[Collected data entries]
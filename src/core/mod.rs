pub mod pool;
pub mod task;
pub mod context;
pub mod shutdown;
/// basic std::sync types reexported here so that we can hook loom into them for
/// testing.
pub mod sync;

use crossbeam_deque::{Injector, Steal};
use crossbeam_utils::{CachePadded, sync::{Parker, Unparker}};

use sync::{Arc, Ordering, AtomicU32, thread};
use pool::{TaskPool, TaskPoolBuilder, TaskPoolId};
use shutdown::Shutdown;
use task::{ScheduledTask, TaskType};

// Use std's atomic type explicitly here because loom's doesn't support static initialization.
static NEXT_POOL_ID: std::sync::atomic::AtomicU32 = std::sync::atomic::AtomicU32::new(0);

/// Data shared by every handle to a pool and by its workers.
pub(crate) struct Shared {
    /// The work class this pool runs. Fixed at build time.
    pub kind: TaskType,
    /// Number of dedicated worker threads.
    pub num_workers: u32,
    /// The single FIFO queue all workers of the pool consume.
    pub injector: Injector<ScheduledTask>,
    /// State and logic to put worker threads to sleep and wake them up.
    pub sleep: Sleep,
    /// State and logic to handle shutting down.
    pub shutdown: Shutdown,
    /// A unique ID per pool, to tell the two pool instances apart in logs
    /// and profiles.
    pub id: TaskPoolId,
    // A few hooks to register work.
    handlers: PoolHooks,
}

pub(crate) fn init(params: TaskPoolBuilder) -> TaskPool {
    let num_threads = params.num_threads;

    let (sleep, mut parkers) = Sleep::new(num_threads);

    let shared = Arc::new(Shared {
        kind: params.kind,
        num_workers: num_threads as u32,
        injector: Injector::new(),
        sleep,
        shutdown: Shutdown::new(num_threads as u32),
        id: TaskPoolId(NEXT_POOL_ID.fetch_add(1, Ordering::Relaxed)),
        handlers: PoolHooks {
            start: params.start_handler,
            exit: params.exit_handler,
        },
    });

    for i in 0..num_threads {
        let worker = Worker {
            index: i as u32,
            pool: TaskPool { shared: Arc::clone(&shared) },
            parker: parkers[i].take().unwrap(),
        };

        let mut builder = thread::Builder::new()
            .name((params.name_handler)(i as u32));

        if let Some(stack_size) = params.stack_size {
            builder = builder.stack_size(stack_size);
        }

        let _ = builder.spawn(move || {
            profiling::register_thread!("Worker");

            worker.run();

        }).unwrap();
    }

    log::debug!("spawned {} workers for {:?} pool {:?}", num_threads, shared.kind, shared.id);

    TaskPool { shared }
}


struct SleepState {
    unparker: Unparker,
}

pub(crate) struct Sleep {
    /// Atomic bitfield. Setting the Nth bit to one means the Nth worker
    /// thread is parked, or about to park.
    sleepy_workers: AtomicU32,
    sleep_states: Vec<CachePadded<SleepState>>,
}

impl Sleep {
    fn new(num_threads: usize) -> (Self, Vec<Option<Parker>>) {
        let mut parkers = Vec::with_capacity(num_threads);
        let mut sleep_states = Vec::with_capacity(num_threads);

        for _ in 0..num_threads {
            let parker = Parker::new();
            sleep_states.push(CachePadded::new(SleepState {
                unparker: parker.unparker().clone(),
            }));
            parkers.push(Some(parker));
        }

        (
            Sleep {
                sleepy_workers: AtomicU32::new(0),
                sleep_states,
            },
            parkers,
        )
    }

    /// Wake up to n worker threads (stop when they are all awake).
    ///
    /// This function is fairly expensive when it causes a thread to
    /// wake up (most of the time is spent dealing with the unpark call).
    /// However it is fairly cheap if all workers are already awake.
    pub fn wake(&self, mut n: u32) {
        while n > 0 {
            let mut sleepy_bits = self.sleepy_workers.load(Ordering::Acquire);

            if sleepy_bits == 0 {
                // Everyone is already awake.
                return;
            }

            for i in 0..(self.sleep_states.len() as u32) {
                let bit = 1 << i;
                if sleepy_bits & bit == 0 {
                    continue;
                }

                let prev = self.sleepy_workers.fetch_and(!bit, Ordering::SeqCst);
                if prev & bit == 0 {
                    // Someone else woke the thread up before we got to it.
                    // A good time to refresh our view of the sleepy bits.
                    sleepy_bits = self.sleepy_workers.load(Ordering::Acquire);

                    if sleepy_bits == 0 {
                        return;
                    }

                    continue;
                }

                self.sleep_states[i as usize].unparker.unpark();

                n -= 1;
                break;
            }
        }
    }

    fn mark_sleepy(&self, worker: u32) {
        let sleepy_bit = 1 << worker;
        self.sleepy_workers.fetch_or(sleepy_bit, Ordering::SeqCst);
    }

    fn clear_sleepy(&self, worker: u32) {
        let sleepy_bit = 1 << worker;
        self.sleepy_workers.fetch_and(!sleepy_bit, Ordering::SeqCst);
    }

    /// Wake all workers.
    ///
    /// This is a bit heavy handed and mostly intended for the shutdown code.
    /// In the majority of cases, using `wake` is better.
    fn wake_all(&self) {
        for state in &self.sleep_states {
            state.unparker.unpark();
        }
    }
}

struct Worker {
    index: u32,
    pool: TaskPool,
    parker: Parker,
}

impl Worker {
    fn run(&self) {
        let shared = Arc::clone(&self.pool.shared);

        if let Some(handler) = &shared.handlers.start {
            handler.run(self.index);
        }

        loop {
            match shared.injector.steal() {
                Steal::Success(task) => {
                    // Once dequeued, the task runs to completion on this
                    // worker; it never migrates.
                    task.execute(&self.pool);
                    continue;
                }
                Steal::Empty => {}
                Steal::Retry => {
                    continue;
                }
            }

            // Workers only act on the shutdown flag once the queue is empty,
            // so pending tasks always drain before the pool goes away.
            if shared.shutdown.is_shutting_down() {
                break;
            }

            shared.sleep.mark_sleepy(self.index);

            // A task submitted between the failed steal above and the mark
            // may have scanned the sleepy bits before our bit was visible and
            // woken nobody. Re-check the queue before parking so that such a
            // submission cannot be lost.
            if !shared.injector.is_empty() || shared.shutdown.is_shutting_down() {
                shared.sleep.clear_sleepy(self.index);
                continue;
            }

            self.parker.park();
        }

        // Shutdown phase.

        if let Some(handler) = &shared.handlers.exit {
            handler.run(self.index);
        }

        shared.shutdown.worker_has_shut_down();
    }
}

pub(crate) struct PoolHooks {
    start: Option<Box<dyn WorkerHook>>,
    exit: Option<Box<dyn WorkerHook>>,
}

pub trait WorkerHook: Send + Sync {
    fn run(&self, worker_id: u32);
}

impl<F> WorkerHook for F where F: Fn(u32) + Send + Sync + 'static {
    fn run(&self, worker_id: u32) { self(worker_id) }
}

#[test]
fn concurrent_producers() {
    use crate::sync::{Arc, AtomicUsize};
    use crate::CompletionGroup;

    let pool = TaskPool::builder(TaskType::Small)
        .with_worker_threads(4)
        .build();

    let group = Arc::new(CompletionGroup::new());
    let count = Arc::new(AtomicUsize::new(0));

    group.add(4 * 1000);

    let producers: Vec<_> = (0..4).map(|_| {
        let pool = pool.clone();
        let group = Arc::clone(&group);
        let count = Arc::clone(&count);
        std::thread::spawn(move || {
            for _ in 0..1000 {
                let group = Arc::clone(&group);
                let count = Arc::clone(&count);
                pool.add_task(move |_| {
                    count.fetch_add(1, Ordering::SeqCst);
                    group.complete_one();
                });
            }
        })
    }).collect();

    for producer in producers {
        producer.join().unwrap();
    }

    group.wait();
    assert_eq!(count.load(Ordering::SeqCst), 4000);

    pool.shut_down().wait();
}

> WHAT YOU ARE ASKED TO DO
When you answer, repeat each entry exactly as it appears above.

> EXERCISE RESULT
filename src/core/mod.rs
pub mod pool;
pub mod task;
pub mod context;
pub mod shutdown;
/// basic std::sync types reexported here so that we can hook loom into them for
/// testing.
pub mod sync;

use crossbeam_deque::{Injector, Steal};
use crossbeam_utils::{CachePadded, sync::{Parker, Unparker}};

use sync::{Arc, Ordering, AtomicU32, thread};
use pool::{TaskPool, TaskPoolBuilder, TaskPoolId};
use shutdown::Shutdown;
use task::{ScheduledTask, TaskType};

// Use std's atomic type explicitly here because loom's doesn't support static initialization.
static NEXT_POOL_ID: std::sync::atomic::AtomicU32 = std::sync::atomic::AtomicU32::new(0);

/// Data shared by every handle to a pool and by its workers.
pub(crate) struct Shared {
    /// The work class this pool runs. Fixed at build time.
    pub kind: TaskType,
    /// Number of dedicated worker threads.
    pub num_workers: u32,
    /// The single FIFO queue all workers of the pool consume.
    pub injector: Injector<ScheduledTask>,
    /// State and logic to put worker threads to sleep and wake them up.
    pub sleep: Sleep,
    /// State and logic to handle shutting down.
    pub shutdown: Shutdown,
    /// A unique ID per pool, to tell the two pool instances apart in logs
    /// and profiles.
    pub id: TaskPoolId,
    // A few hooks to register work.
    handlers: PoolHooks,
}

pub(crate) fn init(params: TaskPoolBuilder) -> TaskPool {
    let num_threads = params.num_threads;

    let (sleep, mut parkers) = Sleep::new(num_threads);

    let shared = Arc::new(Shared {
        kind: params.kind,
        num_workers: num_threads as u32,
        injector: Injector::new(),
        sleep,
        shutdown: Shutdown::new(num_threads as u32),
        id: TaskPoolId(NEXT_POOL_ID.fetch_add(1, Ordering::Relaxed)),
        handlers: PoolHooks {
            start: params.start_handler,
            exit: params.exit_handler,
        },
    });

    for i in 0..num_threads {
        let worker = Worker {
            index: i as u32,
            pool: TaskPool { shared: Arc::clone(&shared) },
            parker: parkers[i].take().unwrap(),
        };

        let mut builder = thread::Builder::new()
            .name((params.name_handler)(i as u32));

        if let Some(stack_size) = params.stack_size {
            builder = builder.stack_size(stack_size);
        }

        let _ = builder.spawn(move || {
            profiling::register_thread!("Worker");

            worker.run();

        }).unwrap();
    }

    log::debug!("spawned {} workers for {:?} pool {:?}", num_threads, shared.kind, shared.id);

    TaskPool { shared }
}


struct SleepState {
    unparker: Unparker,
}

pub(crate) struct Sleep {
    /// Atomic bitfield. Setting the Nth bit to one means the Nth worker
    /// thread is parked, or about to park.
    sleepy_workers: AtomicU32,
    sleep_states: Vec<CachePadded<SleepState>>,
}

impl Sleep {
    fn new(num_threads: usize) -> (Self, Vec<Option<Parker>>) {
        let mut parkers = Vec::with_capacity(num_threads);
        let mut sleep_states = Vec::with_capacity(num_threads);

        for _ in 0..num_threads {
            let parker = Parker::new();
            sleep_states.push(CachePadded::new(SleepState {
                unparker: parker.unparker().clone(),
            }));
            parkers.push(Some(parker));
        }

        (
            Sleep {
                sleepy_workers: AtomicU32::new(0),
                sleep_states,
            },
            parkers,
        )
    }

    /// Wake up to n worker threads (stop when they are all awake).
    ///
    /// This function is fairly expensive when it causes a thread to
    /// wake up (most of the time is spent dealing with the unpark call).
    /// However it is fairly cheap if all workers are already awake.
    pub fn wake(&self, mut n: u32) {
        while n > 0 {
            let mut sleepy_bits = self.sleepy_workers.load(Ordering::Acquire);

            if sleepy_bits == 0 {
                // Everyone is already awake.
                return;
            }

            for i in 0..(self.sleep_states.len() as u32) {
                let bit = 1 << i;
                if sleepy_bits & bit == 0 {
                    continue;
                }

                let prev = self.sleepy_workers.fetch_and(!bit, Ordering::SeqCst);
                if prev & bit == 0 {
                    // Someone else woke the thread up before we got to it.
                    // A good time to refresh our view of the sleepy bits.
                    sleepy_bits = self.sleepy_workers.load(Ordering::Acquire);

                    if sleepy_bits == 0 {
                        return;
                    }

                    continue;
                }

                self.sleep_states[i as usize].unparker.unpark();

                n -= 1;
                break;
            }
        }
    }

    fn mark_sleepy(&self, worker: u32) {
        let sleepy_bit = 1 << worker;
        self.sleepy_workers.fetch_or(sleepy_bit, Ordering::SeqCst);
    }

    fn clear_sleepy(&self, worker: u32) {
        let sleepy_bit = 1 << worker;
        self.sleepy_workers.fetch_and(!sleepy_bit, Ordering::SeqCst);
    }

    /// Wake all workers.
    ///
    /// This is a bit heavy handed and mostly intended for the shutdown code.
    /// In the majority of cases, using `wake` is better.
    fn wake_all(&self) {
        for state in &self.sleep_states {
            state.unparker.unpark();
        }
    }
}

struct Worker {
    index: u32,
    pool: TaskPool,
    parker: Parker,
}

impl Worker {
    fn run(&self) {
        let shared = Arc::clone(&self.pool.shared);

        if let Some(handler) = &shared.handlers.start {
            handler.run(self.index);
        }

        loop {
            match shared.injector.steal() {
                Steal::Success(task) => {
                    // Once dequeued, the task runs to completion on this
                    // worker; it never migrates.
                    task.execute(&self.pool);
                    continue;
                }
                Steal::Empty => {}
                Steal::Retry => {
                    continue;
                }
            }

            // Workers only act on the shutdown flag once the queue is empty,
            // so pending tasks always drain before the pool goes away.
            if shared.shutdown.is_shutting_down() {
                break;
            }

            shared.sleep.mark_sleepy(self.index);

            // A task submitted between the failed steal above and the mark
            // may have scanned the sleepy bits before our bit was visible and
            // woken nobody. Re-check the queue before parking so that such a
            // submission cannot be lost.
            if !shared.injector.is_empty() || shared.shutdown.is_shutting_down() {
                shared.sleep.clear_sleepy(self.index);
                continue;
            }

            self.parker.park();
        }

        // Shutdown phase.

        if let Some(handler) = &shared.handlers.exit {
            handler.run(self.index);
        }

        shared.shutdown.worker_has_shut_down();
    }
}

pub(crate) struct PoolHooks {
    start: Option<Box<dyn WorkerHook>>,
    exit: Option<Box<dyn WorkerHook>>,
}

pub trait WorkerHook: Send + Sync {
    fn run(&self, worker_id: u32);
}

impl<F> WorkerHook for F where F: Fn(u32) + Send + Sync + 'static {
    fn run(&self, worker_id: u32) { self(worker_id) }
}

#[test]
fn concurrent_producers() {
    use crate::sync::{Arc, AtomicUsize};
    use crate::CompletionGroup;

    let pool = TaskPool::builder(TaskType::Small)
        .with_worker_threads(4)
        .build();

    let group = Arc::new(CompletionGroup::new());
    let count = Arc::new(AtomicUsize::new(0));

    group.add(4 * 1000);

    let producers: Vec<_> = (0..4).map(|_| {
        let pool = pool.clone();
        let group = Arc::clone(&group);
        let count = Arc::clone(&count);
        std::thread::spawn(move || {
            for _ in 0..1000 {
                let group = Arc::clone(&group);
                let count = Arc::clone(&count);
                pool.add_task(move |_| {
                    count.fetch_add(1, Ordering::SeqCst);
                    group.complete_one();
                });
            }
        })
    }).collect();

    for producer in producers {
        producer.join().unwrap();
    }

    group.wait();
    assert_eq!(count.load(Ordering::SeqCst), 4000);

    pool.shut_down().wait();
}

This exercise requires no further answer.